To reach the high and low ends of the scalability spectrum, there are some 20 or 30 parameters to set, including the existing constants in bees.h, plus new custom rule definitions for slicing the filesystem up into streams by work type, and allocating the streams to worker threads at different priorities. One of the most-requested features is a way to specify what not to dedupe, and that could be a page of wildcards or regular expressions for path-based selection, or rules to select extent-by-extent based on properties the bees engine calculates.

A host might have SSD and HDD filesystems, with one .conf that has common rules for all, one that has rules for SSDs, one for HDDs, then the user can assemble specific .confs for each filesystem which refer to these. Other packages might conceivably want to throw in a /etc/bees/conf.d/package.conf to add exclude rules.

--setup is a good start, but there's 3 distinct cases for persistent state in beeshome:

  1. There's no beeshome. We need permission to create one based on the current configuration (which is defined partly on the command line, partly embedded in the bees binary, and partly in a file supplied by the distro).
  2. beeshome exists, but its persistent state doesn't match the current configuration.

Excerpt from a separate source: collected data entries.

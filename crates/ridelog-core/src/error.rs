//! Error types for the ridelog-core library.
//!
//! Receipt field extraction never fails with an error: unmatched fields are
//! represented by [`crate::models::ride::Field::Unparseable`] or `None`. The
//! errors below cover the I/O collaborators around the parser.

use thiserror::Error;

/// Main error type for the ridelog library.
#[derive(Error, Debug)]
pub enum RidelogError {
    /// Mail message decoding error.
    #[error("mail error: {0}")]
    Mail(#[from] MailError),

    /// Routing service error.
    #[error("routing error: {0}")]
    Routing(#[from] RoutingError),

    /// Ride database error.
    #[error("storage error: {0}")]
    Storage(#[from] StorageError),

    /// JSON (de)serialization error.
    #[error("JSON error: {0}")]
    Json(#[from] serde_json::Error),

    /// CSV export error.
    #[error("CSV error: {0}")]
    Csv(#[from] csv::Error),

    /// I/O error.
    #[error("I/O error: {0}")]
    Io(#[from] std::io::Error),

    /// Configuration error.
    #[error("configuration error: {0}")]
    Config(String),
}

/// Errors related to turning an email message into a receipt.
#[derive(Error, Debug)]
pub enum MailError {
    /// The message could not be parsed as RFC 822.
    #[error("failed to parse message: {0}")]
    Parse(#[from] mailparse::MailParseError),

    /// No `text/plain` part was found.
    #[error("message has no text/plain body")]
    NoTextBody,

    /// The `Date` header is missing or unreadable.
    #[error("message has no usable Date header")]
    NoDate,
}

/// Errors raised by a routing collaborator.
#[derive(Error, Debug)]
pub enum RoutingError {
    /// Transport failure talking to the service.
    #[error("request failed: {0}")]
    Http(#[from] reqwest::Error),

    /// The service answered but refused the request.
    #[error("service returned status {status}: {message}")]
    Service { status: String, message: String },

    /// The service answer did not contain a usable route.
    #[error("malformed routing response: {0}")]
    Malformed(String),

    /// A single attempt exceeded its deadline.
    #[error("routing request timed out after {0:?}")]
    Timeout(std::time::Duration),
}

/// Errors related to the ride database.
#[derive(Error, Debug)]
pub enum StorageError {
    /// SQLite failure.
    #[error("database error: {0}")]
    Sqlite(#[from] rusqlite::Error),
}

/// Result type for the ridelog library.
pub type Result<T> = std::result::Result<T, RidelogError>;
//! Rule-based field extractors for ride receipts.

pub mod amounts;
pub mod dates;
pub mod locations;
pub mod normalize;
pub mod overrides;
pub mod patterns;

pub use amounts::{extract_bonus, extract_price, whole_units, AmountExtractor, PriceCase, PriceMatch, RideAmounts};
pub use dates::{extract_completion_time, parse_completion_date, TimestampExtractor};
pub use locations::{correct_special_address, extract_end_location, extract_start_location, LocationExtractor, RideLocations};
pub use normalize::normalize;
pub use overrides::TimestampOverrides;
pub use patterns::fuzzy_keyword;

use crate::models::ride::RawReceipt;

/// Trait for field extractors.
///
/// Extraction never fails: an extractor reports a missing field through its
/// output type (`Field::Unparseable`, `None` or a default).
pub trait FieldExtractor {
    /// The type of value this extractor produces.
    type Output;

    /// Extract the field from a normalized receipt.
    fn extract(&self, receipt: &RawReceipt) -> Self::Output;
}
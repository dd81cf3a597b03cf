//! Configuration structures for the ride pipeline.

use serde::{Deserialize, Serialize};
use std::path::PathBuf;

/// Environment variable that overrides `routing.api_key`.
pub const ROUTING_KEY_ENV: &str = "RIDELOG_ROUTING_KEY";

/// Main configuration for the ridelog pipeline.
#[derive(Debug, Clone, Default, Serialize, Deserialize)]
#[serde(default)]
pub struct RidelogConfig {
    /// Receipt extraction configuration.
    pub extraction: ExtractionConfig,

    /// Routing service configuration.
    pub routing: RoutingConfig,

    /// Database configuration.
    pub storage: StorageConfig,

    /// Export configuration.
    pub export: ExportConfig,
}

/// Receipt extraction configuration.
#[derive(Debug, Clone, Default, Serialize, Deserialize)]
#[serde(default)]
pub struct ExtractionConfig {
    /// JSON file mapping receipt ids to override timestamps.
    /// When unset, the built-in table is used.
    pub overrides_path: Option<PathBuf>,

    /// Only messages whose subject contains this text (case-insensitive)
    /// are treated as receipts.
    pub subject_filter: Option<String>,
}

/// Routing service configuration.
#[derive(Debug, Clone, Serialize, Deserialize)]
#[serde(default)]
pub struct RoutingConfig {
    /// Query the routing service during batch runs.
    pub enabled: bool,

    /// Directions endpoint returning JSON.
    pub base_url: String,

    /// API key sent with every request.
    pub api_key: Option<String>,

    /// Deadline for a single request, in seconds.
    pub timeout_secs: u64,

    /// Extra attempts after the first failure.
    pub max_retries: u32,

    /// Pause between attempts, in milliseconds.
    pub retry_delay_ms: u64,
}

impl Default for RoutingConfig {
    fn default() -> Self {
        Self {
            enabled: true,
            base_url: "https://maps.googleapis.com/maps/api/directions/json".to_string(),
            api_key: None,
            timeout_secs: 10,
            max_retries: 2,
            retry_delay_ms: 500,
        }
    }
}

impl RoutingConfig {
    /// API key from the environment, falling back to the config file.
    pub fn resolved_api_key(&self) -> Option<String> {
        std::env::var(ROUTING_KEY_ENV)
            .ok()
            .filter(|k| !k.trim().is_empty())
            .or_else(|| self.api_key.clone())
    }
}

/// Database configuration.
#[derive(Debug, Clone, Serialize, Deserialize)]
#[serde(default)]
pub struct StorageConfig {
    /// SQLite database file.
    pub database_path: PathBuf,
}

impl Default for StorageConfig {
    fn default() -> Self {
        Self {
            database_path: PathBuf::from("rides.db"),
        }
    }
}

/// Export configuration.
#[derive(Debug, Clone, Serialize, Deserialize)]
#[serde(default)]
pub struct ExportConfig {
    /// Directory for aggregate CSVs and the coordinates file.
    pub output_dir: PathBuf,

    /// File name of the coordinates JSON.
    pub coordinates_file: String,
}

impl Default for ExportConfig {
    fn default() -> Self {
        Self {
            output_dir: PathBuf::from("."),
            coordinates_file: "coordinates.json".to_string(),
        }
    }
}

impl RidelogConfig {
    /// Load configuration from a JSON file.
    pub fn from_file(path: &std::path::Path) -> Result<Self, std::io::Error> {
        let content = std::fs::read_to_string(path)?;
        serde_json::from_str(&content).map_err(|e| {
            std::io::Error::new(std::io::ErrorKind::InvalidData, e.to_string())
        })
    }

    /// Save configuration to a JSON file.
    pub fn save(&self, path: &std::path::Path) -> Result<(), std::io::Error> {
        let content = serde_json::to_string_pretty(self).map_err(|e| {
            std::io::Error::new(std::io::ErrorKind::InvalidData, e.to_string())
        })?;
        std::fs::write(path, content)
    }

    /// Full path of the coordinates export.
    pub fn coordinates_path(&self) -> PathBuf {
        self.export.output_dir.join(&self.export.coordinates_file)
    }
}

That's a semantic conflict we have to resolve somehow: stop and complain to the user to fix the discrepancy, ignore the current configuration and keep using the old one, or do a conversion between the current beeshome state (e.g. hash table layout) and what the new configuration says it should be.
  3. beeshome exists, and it matches the current configuration, so we can go ahead and run.

So we'd need --setup to get out of case 1, and also something like --upgrade to get out of case 2.

Case 2 also comes up if the bees defaults change, e.g. switching to a better scan mode, when the user doesn't choose one explicitly. Currently we're stuck on one hash function because we haven't picked a way to coordinate with existing users to change to a better one.

Zygo commented 1 year ago
  • It should be in separate subdirs (/run/bees/$uuid/), not like it's done now, in order to protect separate bees instances from each other and from seeing not their own filesystems (is it really important? I dunno; it might have bugs and a specially-crafted filesystem can in theory be used to trigger a bug in bees and own it?)

bees does a lot here:

but bees could do more because there are two attacks left:

Both issues can be prevented at the expense of more complexity and runtime cost in bees, but both issues can also be prevented from outside by dropping bees into an empty namespace where it can only reach the target filesystem, $BEESHOME, the C++ runtime, and a carefully curated subset of /proc.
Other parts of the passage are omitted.